# MORTA L'ATTRICE E DANZATRICE CYD CHARISSE



## Mari' (18 Giugno 2008)

LOS ANGELES - L'attrice e danzatrice americana Cyd Charisse, che è stata partner di Fred Astaire e Gene Kelly in numerosi film dell'età d'oro di Hollywood, è morta a Los Angeles all'età di 87 anni. Lo ha annunciato il suo agente. 

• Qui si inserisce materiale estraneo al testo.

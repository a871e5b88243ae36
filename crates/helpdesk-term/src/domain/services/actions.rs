use std::sync::Arc;

use anyhow::Result;
use helpdesk_client::{ClientError, SupportClientBox};
use tokio::sync::mpsc;

use crate::domain::models::Action;
use crate::domain::models::Event;

const NO_SUMMARY_TEXT: &str = "No summary";

/// Worker loop owning the backend client and the session handle.
///
/// The session id is written exactly once, when creation succeeds on
/// startup. Creation is never retried; when it fails, every later action is
/// answered with a local failure event and the transport is never called.
/// Message sends run on spawned workers so a slow backend does not freeze
/// the interface; the request id carried by each action lets the transcript
/// place the reply under the right message regardless of arrival order.
pub struct ActionsService {}

impl ActionsService {
    pub async fn start(
        client: SupportClientBox,
        user_id: &str,
        event_tx: mpsc::UnboundedSender<Event>,
        rx: &mut mpsc::UnboundedReceiver<Action>,
    ) -> Result<()> {
        let client = Arc::new(client);

        if let Err(err) = client.health_check().await {
            tracing::warn!(error = %err, "backend health check failed");
            event_tx.send(Event::BackendWarning(format!(
                "The backend did not pass its health check, replies may fail.\n\n{err}"
            )))?;
        }

        let session_id = match client.create_session(user_id).await {
            Ok(session) => {
                tracing::debug!(session_id = %session.id, "session created");
                let id = session.id.clone();
                event_tx.send(Event::SessionReady(session))?;
                Some(id)
            }
            Err(err) => {
                tracing::error!(error = %err, "session creation failed");
                event_tx.send(Event::SessionFailed(err.to_string()))?;
                None
            }
        };

        while let Some(action) = rx.recv().await {
            match action {
                Action::SendMessage { request_id, text } => {
                    let Some(session_id) = session_id.clone() else {
                        event_tx.send(Event::DeliveryFailed {
                            request_id,
                            error: ClientError::NoActiveSession.to_string(),
                        })?;
                        continue;
                    };

                    let worker_client = client.clone();
                    let worker_tx = event_tx.clone();
                    tokio::spawn(async move {
                        let event = match worker_client.send_message(&session_id, &text).await {
                            Ok(reply) => Event::ReplyReceived { request_id, reply },
                            Err(err) => Event::DeliveryFailed {
                                request_id,
                                error: err.to_string(),
                            },
                        };
                        let _ = worker_tx.send(event);
                    });
                }
                Action::Summarize => {
                    let Some(session_id) = session_id.as_deref() else {
                        event_tx
                            .send(Event::SummaryFailed(ClientError::NoActiveSession.to_string()))?;
                        continue;
                    };

                    match client.summarize(session_id).await {
                        Ok(summary) => event_tx.send(Event::SummaryReady(
                            summary.summary.unwrap_or_else(|| NO_SUMMARY_TEXT.to_string()),
                        ))?,
                        Err(err) => event_tx.send(Event::SummaryFailed(err.to_string()))?,
                    }
                }
            }
        }

        Ok(())
    }
}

L'agente, Scott Stander, ha precisato che l'attrice aveva avuto nei giorni scorsi una crisi cardiaca "dalla quale non si è più ripresa". Cyd Charisse, all'anagrafe Tula Ellice Finklea, era nata in Texas nel 1922 e fin da bambina aveva studiato danza classica, riuscendo ad essere selezionata nei balletti russi di Montecarlo. Nel 1946 incontrò Fred Astaire, con il quale danzò (anche se con un ruolo minore) nel film di Vincente Minnelli 'Zigfield Follies'. 

La svolta della sua carriera avvenne nel 1952, quando in "Singing in the Rain" ballò con Gene Kelly. Dall'anno successivo ebbe un ruolo di protagonista in un film con Fred Astaire e da allora fece parte di quasi tutte le pellicole che hanno fatto la storia dei grandi musicals americani, come 'Dancing in the Dark', o 'The Girl Hunt Ballet'. Dal 1954 partecipò anche a numerose altre produzioni con Gene Kelly, tra cui 'Brigadoon', considerato uno dei film musicali più riusciti di Hollywood.










Che bella che era


----------



## Old Asudem (18 Giugno 2008)

le gambe più belle di hollywood


----------



## Mari' (18 Giugno 2008)

Asudem ha detto:


> le gambe più belle di hollywood



Ha ballato con i piu' grandi


http://uk.youtube.com/watch?v=yuJxYmJlEHY


----------



## Old Asudem (18 Giugno 2008)

nella foto sopra che hai postato somiglia un po' ad ava gardner


----------



## Mari' (18 Giugno 2008)

Asudem ha detto:


> nella foto sopra che hai postato somiglia un po' ad ava gardner



Vero, altra bellissima!


----------



## Bruja (18 Giugno 2008)

*già*



Asudem ha detto:


> le gambe più belle di hollywood


 
Proprio gambe stupende... ed era anche una donna notevole... la ricordo strepitosa con Gene Kelly.
Bruja


----------



## Sterminator (18 Giugno 2008)

sempre le migliori se ne vanno...

questa quando?


----------



## Mari' (18 Giugno 2008)

sterminatorr ha detto:


> sempre le migliori se ne vanno...
> 
> questa quando?



e questi?


----------



## Sterminator (18 Giugno 2008)

Mari' ha detto:


> e questi?


ormai...


----------



## emmanuelle arsan (18 Giugno 2008)

sterminatorr ha detto:


> sempre le migliori se ne vanno...
> 
> questa quando?


 
si dice a napoli "evera trist nun ne vo' crist"...mari' traduci....


----------



## Sterminator (18 Giugno 2008)

emmanuelle arsan ha detto:


> si dice a napoli "evera trist nun ne vo' crist"...mari' traduci....


siamo li'...(a Bari)..

la carn' trist', non la vole manco crist...


----------



## Mari' (18 Giugno 2008)

sterminatorr ha detto:


> siamo li'...(a Bari)..
> 
> la carn' trist', non la vole manco crist...


... in piu' tua moglie e' napoletana di nascita (se non ricordo male)


----------



## Bruja (18 Giugno 2008)

*mah...*



Mari' ha detto:


> ... in piu' tua moglie e' napoletana di nascita (se non ricordo male)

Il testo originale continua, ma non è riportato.